ABC Wednesday – C is for …

Thumbnail for version as of 06:51, 12 November 2010… Susan Coolidge, the American author of some of my favourite books when I was a child.

Susan Coolidge was her pen name – her real name was Sarah Chauncey Woolsey (1835 – 1905). She is best known for her classic children’s book – What Katy Did, featuring Katy Carr and her family. Along with Little Women this must be the book that I’ve the most number of times, together with What Katy Did at School and What Katy Did Next.

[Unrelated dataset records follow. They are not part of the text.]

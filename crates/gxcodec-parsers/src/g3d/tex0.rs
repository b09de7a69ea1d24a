//! TEX0 sub-files
//!
//! ```text
//! 0x00 common sub-file header
//! 0x10 s32 data offset   s32 name offset   u32 flags
//! 0x1C u16 width  u16 height  u32 format  u32 image count
//! 0x28 f32 min LOD  f32 max LOD
//! 0x40 image data
//! ```

use super::{open_subfile, read_subfile};
use crate::binary::{LinkWidth, Reader, Writer};
use crate::diagnostics::Transaction;
use crate::names::{read_name, NameTable};
use crate::texture::{Texture, TextureFormat};
use crate::traits::{ParseError, ParseResult};

pub const TEX0_MAGIC: [u8; 4] = *b"TEX0";
pub const REVISION: u32 = 3;
const DATA_OFFSET: usize = 0x40;
const FLAG_PALETTED: u32 = 1;

pub(crate) fn read(reader: &mut Reader<'_>, at: usize, tx: &mut Transaction) -> ParseResult<Texture> {
    let header = read_subfile(reader, at, &TEX0_MAGIC)?;
    if header.revision != REVISION {
        tx.warn("TEX0", format!("revision {} read as revision {REVISION}", header.revision));
    }
    let data_offset = reader.read_i32()?;
    let name = read_name(reader, at)?;
    let flags = reader.read_u32()?;
    let width = reader.read_u16()?;
    let height = reader.read_u16()?;
    let raw_format = reader.read_u32()?;
    let format = TextureFormat::from_u32(raw_format)
        .ok_or_else(|| ParseError::invalid(format!("texture `{name}` uses unknown format {raw_format}")))?;
    let image_count = u8::try_from(reader.read_u32()?)
        .map_err(|_| ParseError::invalid(format!("texture `{name}` has too many images")))?;
    let min_lod = reader.read_f32()?;
    let max_lod = reader.read_f32()?;

    if flags & FLAG_PALETTED != 0 {
        tx.warn("TEX0", format!("palette of texture `{name}` is not carried"));
    }

    let data_at = usize::try_from(at as i64 + i64::from(data_offset))
        .map_err(|_| ParseError::invalid(format!("texture `{name}` data points before the file")))?;
    reader.seek(data_at)?;
    let data = reader.read_bytes(format.encoded_size(width, height, image_count))?.to_vec();

    let mut texture = Texture::new(name, format, width, height, image_count, data)?;
    texture.min_lod = min_lod;
    texture.max_lod = max_lod;
    Ok(texture)
}

pub(crate) fn write(writer: &mut Writer, texture: &Texture, index: usize, names: &mut NameTable) -> ParseResult<()> {
    let mut sub = open_subfile(writer, &TEX0_MAGIC, REVISION);
    let base = sub.start();
    let data_label = format!("TEX0.{index}.data");

    sub.write_offset(base, data_label.as_str(), LinkWidth::I32);
    names.reference(&mut sub, &texture.name, base);
    sub.write_u32(if texture.format.is_paletted() { FLAG_PALETTED } else { 0 });
    sub.write_u16(texture.width);
    sub.write_u16(texture.height);
    sub.write_u32(texture.format as u32);
    sub.write_u32(u32::from(texture.image_count));
    sub.write_f32(texture.min_lod);
    sub.write_f32(texture.max_lod);
    let header_end = sub.position() - base;
    sub.write_zeros(DATA_OFFSET - header_end);

    sub.label(data_label);
    sub.write_bytes(&texture.data);
    sub.align(32);
    Ok(())
}

#[cfg(test)]
mod tests {
    use super::*;
    use crate::binary::Endian;

    #[test]
    fn test_tex0_roundtrip() {
        let mut texture = Texture::new("wood", TextureFormat::CMPR, 8, 8, 1, vec![0xAB; 32]).unwrap();
        texture.max_lod = 0.0;

        let mut writer = Writer::new(Endian::Big);
        let mut names = NameTable::new();
        write(&mut writer, &texture, 0, &mut names).unwrap();
        names.commit(&mut writer);
        let bytes = writer.finish().unwrap();

        assert_eq!(&bytes[0..4], b"TEX0");
        assert_eq!(u32::from_be_bytes([bytes[8], bytes[9], bytes[10], bytes[11]]), REVISION);
        assert_eq!(&bytes[DATA_OFFSET..DATA_OFFSET + 32], &[0xAB; 32][..]);

        let mut tx = Transaction::new("tex0");
        let mut reader = Reader::new(&bytes, Endian::Big);
        assert_eq!(read(&mut reader, 0, &mut tx).unwrap(), texture);
        assert!(tx.diagnostics().is_empty());
    }
}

Looking at her entry in Wikipedia I realise now that she wrote many other books, short stories and poems, some of which are available from Project Gutenberg, including two more ‘Katy’ books, which I haven’t read – Clover and In the High Valley. There is a brief biography at the 19th-Century Girls’ Series.

I loved Katy. She was a tomboy, always getting into scrapes, playing rough games and getting into trouble. But there is another side to the story of Katy and her little brothers and sisters (based roughly on her own family) because Katy has an accident, falling off a swing and becomes bedridden, eventually with the help of Cousin Helen learning patience and cheerfulness. I haven’t read the book for years and I suspect I could find it a little too moralising now. I hope not I enjoyed it so much.

Katy’s hair was always untidy; her frocks were always catching on nails and ‘tearing themselves’; and in spite of her age and size, she was as heedless and innocent as a child of six. Katy was the longest girl that was ever seen. What she did to make herself grow so, nobody could tell; but there she was – up above papa’s ear and half a head taller than poor Aunt Izzie. …

She had fits of responsibility about the other children, and longed to set them a good example, but when the chance came, she generally forgot to do so. Katy’s days flew like the wind; for when she wasn’t studying lessons or sewing or darning with Aunt Izzie, which she hated extremely, there were always so many delightful schemes rioting in her brains, that all she wished for was ten pairs of hands to carry them out. These same active brains got her into perpetual scrapes.

These are my well-worn ‘Katy’ books:

Katy books

So far my entries for ABC Wednesday have had a literary connection and I hope to continue with them as long as possible. I also post non-literary entries on my other blog Margaret’s Miscellany – this week it’s C for Corfe Castle.